use std::cmp::max;
use std::time::Duration;

use rand::rngs::StdRng;
use rand::{Rng, SeedableRng};
use thiserror::Error;
use tracing::{debug, info, warn};

use crate::config::{ConfigError, GameConfig, SPEEDUP_PER_POINT_MS};
use crate::food::place_food;
use crate::render::Snapshot;
use crate::snake::{Cell, Direction, Snake, SnakeSegment};

#[derive(Copy, Clone, Debug, PartialEq, Eq)]
pub enum GameOverReason {
    HitWall,
    HitSelf,
    /// The snake covers every square, so no food can be placed.
    BoardFull,
}

#[derive(Copy, Clone, Debug, PartialEq, Eq)]
pub enum Phase {
    Playing,
    GameOver(GameOverReason),
}

#[derive(Copy, Clone, Debug, PartialEq, Eq)]
pub struct GameStatus {
    pub score: u32,
    pub tick_interval: Duration,
    pub phase: Phase,
}

impl GameStatus {
    pub fn is_over(&self) -> bool {
        matches!(self.phase, Phase::GameOver(_))
    }
}

#[derive(Debug, Error, PartialEq, Eq)]
pub enum GameError {
    #[error("game is already over ({0:?}), reset to play again")]
    GameOver(GameOverReason),
}

/// The whole simulation: snake, food, score and tick speed.
///
/// Only [`advance`](GameState::advance) and
/// [`set_direction`](GameState::set_direction) mutate a running game;
/// [`reset`](GameState::reset) replaces everything at once.
pub struct GameState<R = StdRng> {
    config: GameConfig,
    rng: R,
    snake: Snake,
    food: Option<Cell>,
    score: u32,
    tick_interval_ms: u64,
    phase: Phase,
}

impl GameState<StdRng> {
    pub fn new(config: GameConfig) -> Result<Self, ConfigError> {
        GameState::with_rng(config, StdRng::from_entropy())
    }

    pub fn seeded(config: GameConfig, seed: u64) -> Result<Self, ConfigError> {
        GameState::with_rng(config, StdRng::seed_from_u64(seed))
    }
}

★ ★ ★ ★

- _Requirement_: All that is needed is the number of lines in the listing holding the word "rand".

- _Response_: 2